Figure 11. Analysis of UAV yaw decision-making, where (a,b) are the results of UAV yaw decision affected by non-cooperative target position, (c,d) are the results of UAV yaw decision affected by goal position.

Regarding Figure 11c, it depicts how the spatial distribution of goal points influences the drone’s straight-ahead action; the goal point located in Sector 9 (directly ahead on the right) has the strongest influence on this decision, with the impact intensity increasing as the distance decreases. This indicates that targets in this direction encourage straight movement. As the clockwise angle between the goal point and the agent’s heading increases, the influence weakens. When the goal point is positioned behind the agent, the encouraging effect vanishes. Further, as the angle increases, targets on the agent’s left side begin to suppress straight movement. The strongest suppression occurs when the goal point is in Sector 1 (directly ahead on the left), with the suppression effect intensifying as the distance decreases. Regarding Figure 11d, it shows how the spatial distribution of goal points influences the drone’s left-turn maneuver; the goal point located in Sector 1 (directly ahead on the left) has the greatest impact on this decision, with influence intensity increasing as the distance decreases. This indicates that targets in this direction encourage a left-turn maneuver. As the counterclockwise angle between the goal point and the agent’s heading increases, the influence weakens. When the goal point is positioned behind the agent, the encouraging effect disappears. Further, as the angle increases, targets on the agent’s right side begin to suppress left-turn actions. The strongest suppression occurs when the goal point is in Sector 9 (directly ahead on the right), with the suppression effect intensifying as the distance decreases.

(2): UAV acceleration decisions are influenced by the positions of both the goal point and non-cooperative targets.

Regarding Figure 12a, it illustrates the influence of the spatial distribution of non-cooperative targets on the drone’s deceleration maneuver. Each point in the figure represents the SHAP value contributed by a non-cooperative target located at that position toward the drone’s decision to slow down.

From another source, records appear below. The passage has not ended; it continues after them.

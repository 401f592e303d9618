mod area_light;
mod distant_light;
mod distribution;
mod infinite_light;
mod point_light;

pub use area_light::DiffuseAreaLight;
pub use distant_light::DistantLight;
pub use distribution::{LightsCdf, PowerLightDistribution};
pub use infinite_light::ConstantInfiniteLight;
pub use point_light::PointLight;

use crate::{
    interaction::Interaction,
    math::{Normal, Point2, Point3, Ray, Spectrum, Vec3},
    visibility::VisibilityTester,
};

// Based on Physically Based Rendering 3rd ed.
// http://www.pbr-book.org/3ed-2018/Light_Sources/Light_Interface.html#Light
// https://pbr-book.org/3ed-2018/Light_Sources/Area_Lights

/// Sample from a light source for visibility testing and shading
pub struct LightSample {
    /// Direction from the shading point toward the light
    pub wi: Vec3<f32>,
    pub li: Spectrum<f32>,
    /// Solid angle density `wi` was drawn with; delta lights report the
    /// one-sample value 1
    pub pdf: f32,
    pub vis: Option<VisibilityTester>,
}

/// Sample of the light's own emission for particle tracing
pub struct EmissionSample {
    pub ray: Ray<f32>,
    /// Normal at the emitting point
    pub n: Normal<f32>,
    pub li: Spectrum<f32>,
    pub pdf_pos: f32,
    pub pdf_dir: f32,
}

pub trait Light: Send + Sync {
    /// Total emitted power, used to weight light selection.
    fn power(&self) -> Spectrum<f32>;

    /// `true` when the light has no continuous density to sample against
    /// (point and directional sources).
    fn is_delta(&self) -> bool {
        false
    }

    /// `true` for lights at infinity surrounding the scene.
    fn is_infinite(&self) -> bool {
        false
    }

    /// Returns a [`LightSample`] from the given [`Interaction`] to this
    /// `Light`.
    fn sample_li(&self, it: &Interaction, u: Point2<f32>) -> LightSample;

    /// The density [`Light::sample_li`] draws `wi` with, in solid angle
    /// measure. Zero for delta lights.
    fn pdf_li(&self, it: &Interaction, wi: Vec3<f32>) -> f32;

    /// Radiance arriving at `it` from this light along `wi` together with
    /// the visibility test for the emitting point. Used when the direction
    /// came from the surface's own sampling; delta lights are never reached
    /// that way and return nothing.
    fn radiance_along(
        &self,
        _it: &Interaction,
        _wi: Vec3<f32>,
    ) -> (Spectrum<f32>, Option<VisibilityTester>) {
        (Spectrum::zeros(), None)
    }

    /// Samples a ray leaving the light for particle and importance
    /// transport.
    fn sample_le(&self, u1: Point2<f32>, u2: Point2<f32>) -> EmissionSample;

    /// Radiance added to rays that leave the scene without hitting
    /// anything.
    fn le(&self, _ray: &Ray<f32>) -> Spectrum<f32> {
        Spectrum::zeros()
    }

    /// Mean direction toward the light from `p`, `None` when the light has
    /// no meaningful location.
    fn direction_from(&self, _p: Point3<f32>) -> Option<Vec3<f32>> {
        None
    }
}

pub trait AreaLight: Light {
    /// Returns the radiance emitted toward `w` from a point with geometric
    /// normal `n`. Emission happens on the side `n` points to only.
    fn radiance(&self, n: Normal<f32>, w: Vec3<f32>) -> Spectrum<f32>;
}
use std::sync::Arc;

use crate::{
    lights::AreaLight,
    materials::Material,
    math::{Normal, Point2, Point3, Ray, Spectrum, Vec2, Vec3},
};

// Based on Physically Based Rendering 3rd ed.
// https://www.pbr-book.org/3ed-2018/Geometry_and_Transformations/Interactions#SurfaceInteraction

/// Shading geometry at a surface point, possibly differing from the
/// geometric frame through interpolated normals.
#[derive(Copy, Clone)]
pub struct Shading {
    pub n: Normal<f32>,
    pub dpdu: Vec3<f32>,
    pub dpdv: Vec3<f32>,
}

/// Info for a point on a surface. Produced by the intersection oracle,
/// consumed read-only by shading and lights.
pub struct SurfaceInteraction {
    /// World position
    pub p: Point3<f32>,
    /// Geometric surface normal
    pub n: Normal<f32>,
    /// View direction in world
    pub wo: Vec3<f32>,
    /// Surface parameterization
    pub uv: Point2<f32>,
    pub dpdu: Vec3<f32>,
    pub dpdv: Vec3<f32>,
    /// Screen-space derivatives of the parameterization
    pub duvdx: Vec2<f32>,
    pub duvdy: Vec2<f32>,
    pub shading: Shading,
    /// Material of the hit primitive
    pub material: Option<Arc<dyn Material>>,
    /// Emitter attached to the hit primitive
    pub area_light: Option<Arc<dyn AreaLight>>,
}

impl SurfaceInteraction {
    /// Creates a new `SurfaceInteraction` with the shading frame matching
    /// the geometric one.
    pub fn new(
        p: Point3<f32>,
        uv: Point2<f32>,
        dpdu: Vec3<f32>,
        dpdv: Vec3<f32>,
        wo: Vec3<f32>,
        should_reverse_normals: bool,
    ) -> Self {
        let n = {
            let mut n = Normal::from(dpdu.cross(dpdv).normalized());
            if should_reverse_normals {
                n *= -1.0;
            }
            n
        };
        Self {
            p,
            n,
            wo,
            uv,
            dpdu,
            dpdv,
            duvdx: Vec2::zeros(),
            duvdy: Vec2::zeros(),
            shading: Shading { n, dpdu, dpdv },
            material: None,
            area_light: None,
        }
    }

    /// Replaces the shading frame, flipping the geometric normal onto the
    /// same side when the oracle says the shading normal is authoritative.
    pub fn set_shading_geometry(
        &mut self,
        n: Normal<f32>,
        dpdu: Vec3<f32>,
        dpdv: Vec3<f32>,
        orient_geometric: bool,
    ) {
        self.shading = Shading { n, dpdu, dpdv };
        if orient_geometric {
            self.n = self.n.faceforward(Vec3::from(n));
        }
    }

    /// Returns the radiance emitted by the hit primitive toward `w`, zero
    /// if it carries no emitter or `w` is on the non-emitting side.
    pub fn emitted_radiance(&self, w: Vec3<f32>) -> Spectrum<f32> {
        self.area_light
            .as_ref()
            .map_or_else(Spectrum::zeros, |l| l.radiance(self.n, w))
    }

    /// Spawns a ray from the `SurfaceInteraction` toward `d`.
    pub fn spawn_ray(&self, d: Vec3<f32>) -> Ray<f32> {
        Interaction::from(self).spawn_ray(d)
    }
}

/// A bare interaction point, enough to spawn rays from. Media sample points
/// have a zero normal.
#[derive(Copy, Clone)]
pub struct Interaction {
    pub p: Point3<f32>,
    pub n: Normal<f32>,
}

/// Offset spawned rays along the normal to avoid self-intersection.
const RAY_OFFSET: f32 = 0.001;
/// Back shadow rays off their receiving end.
const SHADOW_EPSILON: f32 = 1e-4;

impl Interaction {
    /// Spawns a ray from this `Interaction` toward `d`.
    pub fn spawn_ray(&self, d: Vec3<f32>) -> Ray<f32> {
        let o = self.offset_origin(d);
        Ray::new(o, d, f32::INFINITY)
    }

    /// Spawns a shadow ray from this `Interaction` to `other`.
    ///
    /// The direction is left unnormalized so `t_max` slightly under one
    /// ends the ray just off the receiving surface.
    pub fn spawn_ray_to(&self, other: &Interaction) -> Ray<f32> {
        let d = other.p - self.p;
        let o = self.offset_origin(d);
        Ray::new(o, other.p - o, 1.0 - SHADOW_EPSILON)
    }

    fn offset_origin(&self, d: Vec3<f32>) -> Point3<f32> {
        if self.n.len_sqr() == 0.0 {
            return self.p;
        }
        let n = Vec3::from(self.n);
        let offset = n * RAY_OFFSET;
        if d.dot(n) > 0.0 {
            self.p + offset
        } else {
            self.p - offset
        }
    }
}

impl From<&SurfaceInteraction> for Interaction {
    fn from(si: &SurfaceInteraction) -> Self {
        Self { p: si.p, n: si.n }
    }
}
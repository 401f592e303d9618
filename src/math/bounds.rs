use num::Integer;
use std::iter::{IntoIterator, Iterator};

use super::{
    common::{FloatValueType, ValueType},
    point::{Point2, Point3},
    ray::Ray,
    vector::{Vec2, Vec3},
};

// Based on Physically Based Rendering 3rd ed.
// http://www.pbr-book.org/3ed-2018/Geometry_and_Transformations/Bounding_Boxes.html

/// Two-dimensional bounds.
#[derive(Copy, Clone, Debug, PartialEq)]
pub struct Bounds2<T>
where
    T: ValueType,
{
    /// The minimum extent of the bounds.
    pub p_min: Point2<T>,
    /// The maximum extent of the bounds.
    pub p_max: Point2<T>,
}

/// Three-dimensional bounds.
#[derive(Copy, Clone, Debug, PartialEq)]
pub struct Bounds3<T>
where
    T: ValueType,
{
    /// The minimum extent of the bounds.
    pub p_min: Point3<T>,
    /// The maximum extent of the bounds.
    pub p_max: Point3<T>,
}

impl<T> Bounds2<T>
where
    T: ValueType,
{
    /// Creates a new `Bounds2`.
    pub fn new(p_min: Point2<T>, p_max: Point2<T>) -> Self {
        Self { p_min, p_max }
    }

    /// Returns the vector from the minimum to the maximum extent.
    #[inline]
    pub fn diagonal(&self) -> Vec2<T> {
        self.p_max - self.p_min
    }

    /// Calculates the area of this `Bounds2`
    #[inline]
    pub fn area(&self) -> T {
        let d = self.diagonal();
        d.x * d.y
    }

    /// Returns the extent along the x-axis.
    #[inline]
    pub fn width(&self) -> T {
        self.p_max.x - self.p_min.x
    }

    /// Returns the extent along the y-axis.
    #[inline]
    pub fn height(&self) -> T {
        self.p_max.y - self.p_min.y
    }
}

/// A row-by-row iterator over the [`Point2`]s in a `Bounds2`.
/// Starts from `p_min` and excludes the upper bounds.
pub struct Bounds2IntoIter<T>
where
    T: ValueType + Integer,
{
    bb: Bounds2<T>,
    curr: Point2<T>,
}

impl<T> IntoIterator for Bounds2<T>
where
    T: ValueType + Integer,
{
    type Item = Point2<T>;
    type IntoIter = Bounds2IntoIter<T>;

    fn into_iter(self) -> Self::IntoIter {
        assert!(
            self.p_min.x < self.p_max.x && self.p_min.y < self.p_max.y,
            "Bounds2 with a dimension <= 0"
        );
        Bounds2IntoIter {
            bb: self,
            curr: self.p_min,
        }
    }
}

impl<T> Iterator for Bounds2IntoIter<T>
where
    T: ValueType + Integer,
{
    type Item = Point2<T>;

    fn next(&mut self) -> Option<Self::Item> {
        // We exclude the max bound
        let ret = if self.curr.y >= self.bb.p_max.y {
            None
        } else {
            Some(self.curr)
        };

        if ret.is_some() {
            self.curr.x += T::one();
            // We exclude the max bound
            if self.curr.x >= self.bb.p_max.x {
                self.curr.x = self.bb.p_min.x;
                self.curr.y += T::one();
            }
        }

        ret
    }
}

impl<T> Bounds3<T>
where
    T: ValueType,
{
    /// Creates a new `Bounds3`.
    pub fn new(p_min: Point3<T>, p_max: Point3<T>) -> Self {
        Self { p_min, p_max }
    }

    /// Returns the vector from the minimum to the maximum extent.
    #[inline]
    pub fn diagonal(&self) -> Vec3<T> {
        self.p_max - self.p_min
    }

    /// Calculates the volume of this `Bounds3`
    #[inline]
    pub fn volume(&self) -> T {
        let d = self.diagonal();
        d.x * d.y * d.z
    }

    /// Checks if `p` is inside this `Bounds3`.
    #[inline]
    pub fn inside(&self, p: Point3<T>) -> bool {
        p.x >= self.p_min.x
            && p.x <= self.p_max.x
            && p.y >= self.p_min.y
            && p.y <= self.p_max.y
            && p.z >= self.p_min.z
            && p.z <= self.p_max.z
    }
}

impl<T> Bounds3<T>
where
    T: FloatValueType,
{
    /// Finds the parametric range of `ray` that overlaps this `Bounds3`.
    ///
    /// The range is clipped to `[0, ray.t_max]`; `None` if the ray misses.
    pub fn intersections(&self, ray: Ray<T>) -> Option<(T, T)> {
        let mut t0 = T::zero();
        let mut t1 = ray.t_max;

        // Slab test, one axis at a time
        for i in 0..3 {
            let inv_d = T::one() / ray.d[i];
            let mut t_near = (self.p_min[i] - ray.o[i]) * inv_d;
            let mut t_far = (self.p_max[i] - ray.o[i]) * inv_d;
            if t_near > t_far {
                std::mem::swap(&mut t_near, &mut t_far);
            }

            t0 = if t_near > t0 { t_near } else { t0 };
            t1 = if t_far < t1 { t_far } else { t1 };
            if t0 > t1 {
                return None;
            }
        }

        Some((t0, t1))
    }
}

When non-cooperative targets are located in the front sectors (Sectors 1, 2, 8, and 9) of the UAV, they significantly impact the decision to decelerate, with the influence intensifying as the distance decreases. This indicates that non-cooperative targets in the forward direction strongly encourage the UAV to decelerate. When non-cooperative targets are near the UAV’s perception boundary, the encouraging effect diminishes to nearly zero. Regarding Figure 12b, it illustrates how the acceleration maneuver of the UAV is influenced by the positional distribution of non-cooperative targets. When non-cooperative targets are present in the adjacent sectors (Sectors 2–8) of the UAV, they significantly promote the decision to accelerate, with the influence increasing as the distance decreases. This suggests that non-cooperative targets in non-frontal directions (excluding the forward sectors) encourage acceleration. However, this encouraging effect also vanishes when the targets approach the perception boundary.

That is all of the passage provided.